Non jamais je ne conteste, / Ni revendique ni ne proteste / Je ne sais faire qu'un seul geste, / Celui de retourner ma veste, / de retourner ma veste, / Toujours du bon côté.
L'opportuniste – chanson de Jacques Dutronc, texte de Jacques Lanzmann (1969)
Cette chanson a plus de 40 ans, elle est née dans le contexte de 1968 et des réarrangements politiques qui se profilaient – du moins c’est ce qu’on croyait.
On croirait aussi qu’il est justifié de dire : « Extraordinaire, cette chanson est toujours d’actualité ; elle n’a pas pris une ride ! ».
Oui, mais pas tout à fait : aujourd’hui les opportunistes ont disparu – envolés ! Ils ont été remplacés par les pragmatiques.
Et du même coup, tous les reproches que sous-tend l’opportunisme, toutes les accusations que le chanteur fait mine de dénoncer sont devenus des éloges.
Voyez Notre-Président comme il s’y entend pour brouiller les frontières : c’est plein de fierté qu’il pourrait chanter :
« Je suis pour le communisme / Je suis pour le socialisme / Et pour le capitalisme / Parce que je suis opportuniste ». Impôt sur la fortune, et puis mise au pas des traders, et encore refus de la double peine et ensuite on lance la chasse aux Roms… Je ne vais pas allonger la liste parce que je priverais nombre de mes lecteurs des délices de la chasse à l’opportunisme – heu, je veux dire au pragmatisme – chez nos élites dirigeantes.
Alors, on nous en avertit : ne confondez surtout pas le pragmatisme (doctrine philosophique) et les pragmatiques (attitude politique).
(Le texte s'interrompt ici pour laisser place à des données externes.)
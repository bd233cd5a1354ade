use async_trait::async_trait;
use tracing::{info, warn};

use crate::ingest::RunResult;
use crate::models::WalletTransaction;

/// Receives pipeline events. Failures here are never fatal to a run.
#[async_trait]
pub trait Notifier: Send + Sync {
    /// Called once per page with the transactions that page added
    async fn new_transactions(&self, txs: &[WalletTransaction]);

    async fn run_finished(&self, result: &RunResult);
}

/// Reports through the tracing subscriber
#[derive(Debug, Default)]
pub struct LogNotifier;

#[async_trait]
impl Notifier for LogNotifier {
    async fn new_transactions(&self, txs: &[WalletTransaction]) {
        for tx in txs {
            info!(
                "🔔 {} {} {} ({}) counterparty {}",
                tx.kind(),
                tx.amount(),
                tx.token,
                tx.signature,
                tx.counterparty().unwrap_or("-")
            );
        }
    }

    async fn run_finished(&self, result: &RunResult) {
        match result {
            RunResult::Error { message, .. } => warn!("Ingestion run failed: {}", message),
            other => info!("Ingestion run finished: {}", other.label()),
        }
    }
}

/// Discards everything
#[derive(Debug, Default)]
pub struct NoopNotifier;

#[async_trait]
impl Notifier for NoopNotifier {
    async fn new_transactions(&self, _txs: &[WalletTransaction]) {}

    async fn run_finished(&self, _result: &RunResult) {}
}
use chrono::{DateTime, TimeZone, Utc};
use course_enroll::adapters::memory::OfferingRow;
use course_enroll::domain::ports::EnrollmentGateway;
use course_enroll::{
    EngineConfig, EnrollContext, EnrollmentError, EnrollmentService, ErrorKind, MemoryStore,
    OfferingId, StudentId,
};
use std::sync::Arc;

fn at(h: u32, m: u32) -> DateTime<Utc> {
    Utc.with_ymd_and_hms(2025, 9, 1, h, m, 0).unwrap()
}

fn service_with(offerings: &[(&str, i64, DateTime<Utc>)]) -> Arc<EnrollmentService<MemoryStore>> {
    let store = MemoryStore::default();
    store.insert_course("CS101", 3).unwrap();
    for (id, capacity, start) in offerings {
        store
            .insert_offering(
                OfferingId::new(*id),
                OfferingRow {
                    course_code: "CS101".to_string(),
                    capacity: *capacity,
                    start_time: Some(*start),
                },
            )
            .unwrap();
    }
    Arc::new(EnrollmentService::new(store, EngineConfig::default()))
}

async fn race(
    service: &Arc<EnrollmentService<MemoryStore>>,
    attempts: Vec<(String, String)>,
) -> Vec<Result<u64, EnrollmentError>> {
    let mut handles = Vec::new();
    for (student, offering) in attempts {
        let service = Arc::clone(service);
        handles.push(tokio::spawn(async move {
            service
                .enroll_student(
                    &EnrollContext::background(),
                    &StudentId::new(student),
                    &OfferingId::new(offering),
                )
                .await
                .map(|e| e.id)
        }));
    }

    let mut results = Vec::new();
    for handle in handles {
        results.push(handle.await.unwrap());
    }
    results
}

#[tokio::test(flavor = "multi_thread", worker_threads = 8)]
async fn test_last_seat_goes_to_exactly_one_student() {
    let service = service_with(&[("CS101-A", 1, at(9, 0))]);
    let attempts = (0..32)
        .map(|i| (format!("s-{}", i), "CS101-A".to_string()))
        .collect();

    let results = race(&service, attempts).await;

    let successes = results.iter().filter(|r| r.is_ok()).count();
    assert_eq!(successes, 1, "more than one student took the last seat");
    for err in results.iter().filter_map(|r| r.as_ref().err()) {
        assert_eq!(err.kind(), ErrorKind::CapacityExceeded);
    }

    let count = service
        .gateway()
        .count_active_enrollments(None, &OfferingId::new("CS101-A"))
        .await
        .unwrap();
    assert_eq!(count, 1);
}

#[tokio::test(flavor = "multi_thread", worker_threads = 8)]
async fn test_capacity_never_overrun() {
    let service = service_with(&[("CS101-A", 5, at(9, 0))]);
    let attempts = (0..60)
        .map(|i| (format!("s-{}", i), "CS101-A".to_string()))
        .collect();

    let results = race(&service, attempts).await;

    assert_eq!(results.iter().filter(|r| r.is_ok()).count(), 5);
    let roster = service.roster(&OfferingId::new("CS101-A")).await.unwrap();
    assert_eq!(roster.len(), 5);
}

#[tokio::test(flavor = "multi_thread", worker_threads = 8)]
async fn test_concurrent_duplicates_collapse_to_one() {
    let service = service_with(&[("CS101-A", 30, at(9, 0))]);
    let attempts = (0..16)
        .map(|_| ("s-1".to_string(), "CS101-A".to_string()))
        .collect();

    let results = race(&service, attempts).await;

    assert_eq!(results.iter().filter(|r| r.is_ok()).count(), 1);
    for err in results.iter().filter_map(|r| r.as_ref().err()) {
        assert_eq!(err.kind(), ErrorKind::DuplicateEnrollment);
    }
}

#[tokio::test(flavor = "multi_thread", worker_threads = 8)]
async fn test_concurrent_overlapping_sections_for_one_student() {
    // 同一學生同時選三個重疊時段，只能成功一個
    let service = service_with(&[
        ("CS101-A", 30, at(9, 0)),
        ("CS101-B", 30, at(9, 30)),
        ("CS101-C", 30, at(10, 0)),
    ]);
    let attempts = ["CS101-A", "CS101-B", "CS101-C"]
        .iter()
        .map(|o| ("s-1".to_string(), o.to_string()))
        .collect();

    let results = race(&service, attempts).await;

    assert_eq!(results.iter().filter(|r| r.is_ok()).count(), 1);
    for err in results.iter().filter_map(|r| r.as_ref().err()) {
        assert_eq!(err.kind(), ErrorKind::ScheduleConflict);
    }
}
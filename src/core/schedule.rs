use crate::domain::model::{ScheduledEnrollment, TimeSlot};

/// A clash between the requested slot and one of the student's enrollments.
#[derive(Debug, Clone, PartialEq, Eq)]
pub struct Conflict<'a> {
    pub existing: &'a ScheduledEnrollment,
    pub existing_slot: TimeSlot,
}

/// Returns the first existing enrollment whose slot overlaps `candidate`.
///
/// Entries without a start time, with a non-positive credit load, or whose
/// end is unrepresentable are skipped: they are pre-existing bad rows and
/// must not block the request.
pub fn find_conflict<'a>(
    candidate: &TimeSlot,
    existing: &'a [ScheduledEnrollment],
) -> Option<Conflict<'a>> {
    existing.iter().find_map(|enrollment| {
        let Some(start) = enrollment.start_time else {
            tracing::debug!(
                "Skipping enrollment in {} without start time",
                enrollment.offering_id
            );
            return None;
        };
        let Some(slot) = TimeSlot::from_credits(start, enrollment.credit_load) else {
            tracing::debug!(
                "Skipping enrollment in {} with unusable credit load {}",
                enrollment.offering_id,
                enrollment.credit_load
            );
            return None;
        };

        candidate.overlaps(&slot).then_some(Conflict {
            existing: enrollment,
            existing_slot: slot,
        })
    })
}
Soit, mais c’est bien inutile, vu qu’en France personne ne connait le pragmatisme et même que ceux qui s’y sont attelés sont restés dans l’obscurité la plus totale. Comme si le pays de Descartes faisait un rejet de ce greffon d’outre-Atlantique…
Sauf que les pragmatiques, eux ils ont parfaitement réussi leur OPA sur la politique. Plus de contestation, plus de révolution, même plus besoin de retourner sa veste : elle est si bariolée qu’elle s’harmonise avec tous les cas.